• _Task input_:
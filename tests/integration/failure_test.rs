//! Copyright (c) 2025-2026, Kirky.X
//!
//! MIT License
//!
//! 失败处理集成测试：解析失败、重新计算失败与存储失败

#[path = "../common/mod.rs"]
mod common;

use async_trait::async_trait;
use common::{models, Fixture, Leaf, Root, LEAF, MID, ROOT};
use oxprops::store::{CacheEntry, CacheStore, MemoryCacheStore, TypeStats};
use oxprops::{
    resolver_fn, CacheDeclaration, CacheError, EntityId, EntityStore, EntityType, EventKind,
    ModelDescriptor, ResolverDescriptor, Result,
};
use serde_json::json;
use std::sync::atomic::{AtomicBool, Ordering};
use std::sync::Arc;

/// 写操作可以被切换为失败的存储
#[derive(Default)]
struct FlakyStore {
    inner: MemoryCacheStore,
    broken: AtomicBool,
}

impl FlakyStore {
    fn set_broken(&self, broken: bool) {
        self.broken.store(broken, Ordering::SeqCst);
    }

    fn check(&self) -> Result<()> {
        if self.broken.load(Ordering::SeqCst) {
            return Err(CacheError::Store("store unavailable".to_string()));
        }
        Ok(())
    }
}

#[async_trait]
impl CacheStore for FlakyStore {
    async fn get(
        &self,
        entity_type: &EntityType,
        entity_id: EntityId,
        name: &str,
    ) -> Result<Option<Vec<u8>>> {
        self.inner.get(entity_type, entity_id, name).await
    }

    async fn get_many(&self, entity_type: &EntityType, ids: &[EntityId]) -> Result<Vec<CacheEntry>> {
        self.inner.get_many(entity_type, ids).await
    }

    async fn upsert(
        &self,
        entity_type: &EntityType,
        entity_id: EntityId,
        name: &str,
        value: Vec<u8>,
    ) -> Result<()> {
        self.check()?;
        self.inner.upsert(entity_type, entity_id, name, value).await
    }

    async fn delete(&self, entity_type: &EntityType, entity_id: EntityId, name: &str) -> Result<bool> {
        self.check()?;
        self.inner.delete(entity_type, entity_id, name).await
    }

    async fn delete_all(&self, entity_type: &EntityType, entity_id: EntityId) -> Result<u64> {
        self.check()?;
        self.inner.delete_all(entity_type, entity_id).await
    }

    async fn stats(&self) -> Result<Vec<TypeStats>> {
        self.inner.stats().await
    }

    async fn clear(&self) -> Result<u64> {
        self.inner.clear().await
    }
}

/// 测试访问器失败时只跳过该实例剩余的属性，旧值保持不变
#[tokio::test]
async fn test_recompute_failure_keeps_previous_value() {
    let fx = Fixture::new().await;
    let (_root, _mid, leaf) = fx.chain().await;

    // 指向不存在的 Mid，path 无法计算
    let err = fx
        .save(Leaf {
            name: "orphan".to_string(),
            mid_id: 404,
            ..leaf.clone()
        })
        .await
        .unwrap_err();
    assert!(matches!(err, CacheError::Recompute { ref property, .. } if property == "path"));

    // path 失败后 label 不再计算，两者都保留旧值
    assert_eq!(fx.cached(&LEAF, leaf.id, "path").await, Some(json!("a/b/c")));
    assert_eq!(fx.cached(&LEAF, leaf.id, "label").await, Some(json!("leaf:c")));
}

/// 测试解析器失败不影响同一事件的其他规则
#[tokio::test]
async fn test_resolution_failure_does_not_block_other_rules() {
    let fx = Fixture::new().await;
    let (root, mid, leaf) = fx.chain().await;

    let mut declared = models();
    declared[2] = ModelDescriptor::new(LEAF).with_declaration(
        CacheDeclaration::new(["path", "label"]).resolver(
            ResolverDescriptor::new(resolver_fn("always_fails", |_root, _entities| async move {
                Err::<Vec<oxprops::EntityRef>, _>(CacheError::Entity("index offline".to_string()))
            }))
            .model(ROOT)
            .properties(["path"]),
        ),
    );
    fx.cache.bootstrap(&declared).await.unwrap();

    let err = fx
        .save(Root {
            id: root.id,
            name: "x".to_string(),
        })
        .await
        .unwrap_err();
    assert!(matches!(err, CacheError::Resolution { ref source_type, .. } if source_type == "pc_root"));

    // Root -> Mid 规则照常执行，Root -> Leaf 规则被跳过
    assert_eq!(fx.cached(&MID, mid.id, "path").await, Some(json!("x/b")));
    assert_eq!(fx.cached(&LEAF, leaf.id, "path").await, Some(json!("a/b/c")));

    let report = fx
        .cache
        .react(
            Arc::new(Root {
                id: root.id,
                name: "x".to_string(),
            }),
            EventKind::Saved,
        )
        .await
        .unwrap();
    assert_eq!(report.rules_fired, 1);
    assert_eq!(report.rules_skipped, 1);
    assert_eq!(report.failures.len(), 1);
}

/// 测试存储失败立即中止并返回给调用方
#[tokio::test]
async fn test_store_failure_propagates() {
    let store = Arc::new(FlakyStore::default());
    let fx = Fixture::with_store(store.clone()).await;
    let (root, _mid, leaf) = fx.chain().await;

    store.set_broken(true);
    let err = fx
        .cache
        .react(Arc::new(root.clone()), EventKind::Saved)
        .await
        .unwrap_err();
    assert!(matches!(err, CacheError::Store(_)));
    assert!(err.is_store_failure());

    let err = fx
        .save(Root {
            id: root.id,
            name: "x".to_string(),
        })
        .await
        .unwrap_err();
    // 两条 Root 规则各自报告了存储失败
    assert!(matches!(
        err,
        CacheError::Invalidation(ref inner) if inner.len() == 2 && inner.iter().all(|e| e.is_store_failure())
    ));

    store.set_broken(false);
    assert_eq!(fx.cached(&LEAF, leaf.id, "path").await, Some(json!("a/b/c")));
}

/// 测试 Deleted 事件处理失败时实体不会被删除
#[tokio::test]
async fn test_failed_delete_keeps_entity() {
    let store = Arc::new(FlakyStore::default());
    let fx = Fixture::with_store(store.clone()).await;
    let (_root, _mid, leaf) = fx.chain().await;

    store.set_broken(true);
    assert!(fx.entities.delete(&LEAF, leaf.id).await.is_err());
    assert!(fx.entities.fetch_one(&LEAF, leaf.id).await.unwrap().is_some());

    store.set_broken(false);
    assert!(fx.entities.delete(&LEAF, leaf.id).await.unwrap());
    assert_eq!(fx.cached(&LEAF, leaf.id, "path").await, None);
}
//! Copyright (c) 2025-2026, Kirky.X
//!
//! MIT License
//!
//! 该模块定义了属性缓存系统的错误类型和处理机制。

use thiserror::Error;

/// 属性缓存错误类型枚举
///
/// 定义了声明注册、失效处理、缓存存储中可能发生的各种错误
#[derive(Error, Debug)]
pub enum CacheError {
    /// 配置错误
    #[error("Configuration error: {0}")]
    ConfigError(String),

    /// 单个实体类型的缓存声明无效（缺少 model 或 properties 等）
    #[error("Invalid cache declaration for {entity_type}: {reason}")]
    Declaration { entity_type: String, reason: String },

    /// 启动注册时被拒绝的声明集合（其余合法声明已完成注册）
    #[error("Bootstrap rejected {} declaration(s): {}", .0.len(), join_errors(.0))]
    Bootstrap(Vec<CacheError>),

    /// 解析受影响实例失败
    #[error("Resolution failed for rule {source_type} -> {target_type}: {message}")]
    Resolution {
        source_type: String,
        target_type: String,
        message: String,
    },

    /// 重新计算属性值失败
    #[error("Recompute failed for {entity_type}#{entity_id}.{property}: {message}")]
    Recompute {
        entity_type: String,
        entity_id: u64,
        property: String,
        message: String,
    },

    /// 一次事件处理中记录的全部失败
    #[error("Invalidation finished with {} failure(s): {}", .0.len(), join_errors(.0))]
    Invalidation(Vec<CacheError>),

    /// 实体类型未注册缓存属性
    #[error("Entity type not registered: {0}")]
    NotRegistered(String),

    /// 实体层（访问器、解析器、实体存储）报告的错误
    #[error("Entity error: {0}")]
    Entity(String),

    /// 序列化错误
    #[error("Serialization error: {0}")]
    Serialization(String),

    /// 缓存存储错误
    #[error("Store error: {0}")]
    Store(String),

    /// 数据库连接错误
    #[error("Database connection error: {0}")]
    DatabaseError(String),

    /// Sea-ORM数据库错误
    #[error("Sea-ORM error: {0}")]
    SeaOrmError(#[from] sea_orm::DbErr),

    /// IO错误
    #[error("IO error: {0}")]
    IoError(#[from] std::io::Error),

    /// TOML 解析错误
    #[error("TOML error: {0}")]
    TomlError(#[from] toml::de::Error),
}

impl CacheError {
    /// 是否为存储层错误
    ///
    /// 存储层错误会立即中止当前事件的处理并传播给调用方
    pub fn is_store_failure(&self) -> bool {
        matches!(
            self,
            CacheError::Store(_)
                | CacheError::DatabaseError(_)
                | CacheError::SeaOrmError(_)
                | CacheError::Serialization(_)
                | CacheError::IoError(_)
        )
    }
}

fn join_errors(errors: &[CacheError]) -> String {
    errors
        .iter()
        .map(|e| e.to_string())
        .collect::<Vec<_>>()
        .join("; ")
}

/// 缓存操作结果类型别名
pub type Result<T> = std::result::Result<T, CacheError>;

• _Problem to solve_:
Output must consist only of the listing's lines from the first through the line with "use async_trait::async_trait;", reproduced word for word.

• _Your response_:
filename tests/integration/failure_test.rs
//! Copyright (c) 2025-2026, Kirky.X
//!
//! MIT License
//!
//! 失败处理集成测试：解析失败、重新计算失败与存储失败

#[path = "../common/mod.rs"]
mod common;

use async_trait::async_trait;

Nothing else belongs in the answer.